§ **What you will do**:
Check each line of the material, and show the ones that include the word "config".

§ **Data records**:
>>

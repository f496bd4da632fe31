//! Per-invocation execution context and the long-lived execution scope.

use super::registry::CommandRegistry;
use crate::client::{Connector, Session};
use crate::config::ShellConfig;
use crate::error::ShellError;
use crate::output::OutputFormatter;
use std::future::Future;
use tokio::runtime::{Builder, Runtime};
use tokio::sync::watch;
use tracing::debug;

/// Drives async client calls for the shell and carries the cancellation flag.
///
/// Owns a current-thread runtime; every command runs its futures through
/// [`ExecutionScope::run`]. Cancelled once, at shutdown.
pub struct ExecutionScope {
    runtime: Runtime,
    cancel_tx: watch::Sender<bool>,
}

impl ExecutionScope {
    pub fn new() -> Result<Self, ShellError> {
        let runtime = Builder::new_current_thread().enable_all().build()?;
        let (cancel_tx, _) = watch::channel(false);
        Ok(Self { runtime, cancel_tx })
    }

    /// Run a future to completion, or fail with [`ShellError::Cancelled`] once cancelled.
    pub fn run<F, T>(&self, future: F) -> Result<T, ShellError>
    where
        F: Future<Output = T>,
    {
        let mut cancelled = self.cancel_tx.subscribe();
        if *cancelled.borrow() {
            return Err(ShellError::Cancelled);
        }
        self.runtime.block_on(async move {
            tokio::select! {
                value = future => Ok(value),
                _ = cancelled.wait_for(|c| *c) => Err(ShellError::Cancelled),
            }
        })
    }

    pub fn cancel(&self) {
        if !self.is_cancelled() {
            debug!("Cancelling execution scope");
            self.cancel_tx.send_replace(true);
        }
    }

    pub fn is_cancelled(&self) -> bool {
        *self.cancel_tx.borrow()
    }
}

/// Everything a command may touch during one invocation.
///
/// Borrowed from the shell for the duration of a single `execute` call.
pub struct ExecutionContext<'a> {
    pub scope: &'a ExecutionScope,
    pub session: &'a mut Option<Session>,
    pub config: &'a mut ShellConfig,
    pub output: &'a mut OutputFormatter,
    pub connector: &'a dyn Connector,
    pub commands: &'a CommandRegistry,
}

impl<'a> ExecutionContext<'a> {
    /// Guard for session-gated commands.
    ///
    /// Fails with [`ShellError::NotConnected`] unless a valid session is present.
    /// On success the idle timer is refreshed and a handle to the session returned.
    pub fn require_session(&mut self) -> Result<Session, ShellError> {
        match self.session.as_mut() {
            Some(session) if session.is_valid() => {
                session.touch();
                Ok(session.clone())
            }
            _ => Err(ShellError::NotConnected),
        }
    }

    /// Shorthand for [`ExecutionScope::run`].
    pub fn run<F, T>(&self, future: F) -> Result<T, ShellError>
    where
        F: Future<Output = T>,
    {
        self.scope.run(future)
    }
}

<<

§ **Reply**:
use crate::config::ShellConfig;
    pub config: &'a mut ShellConfig,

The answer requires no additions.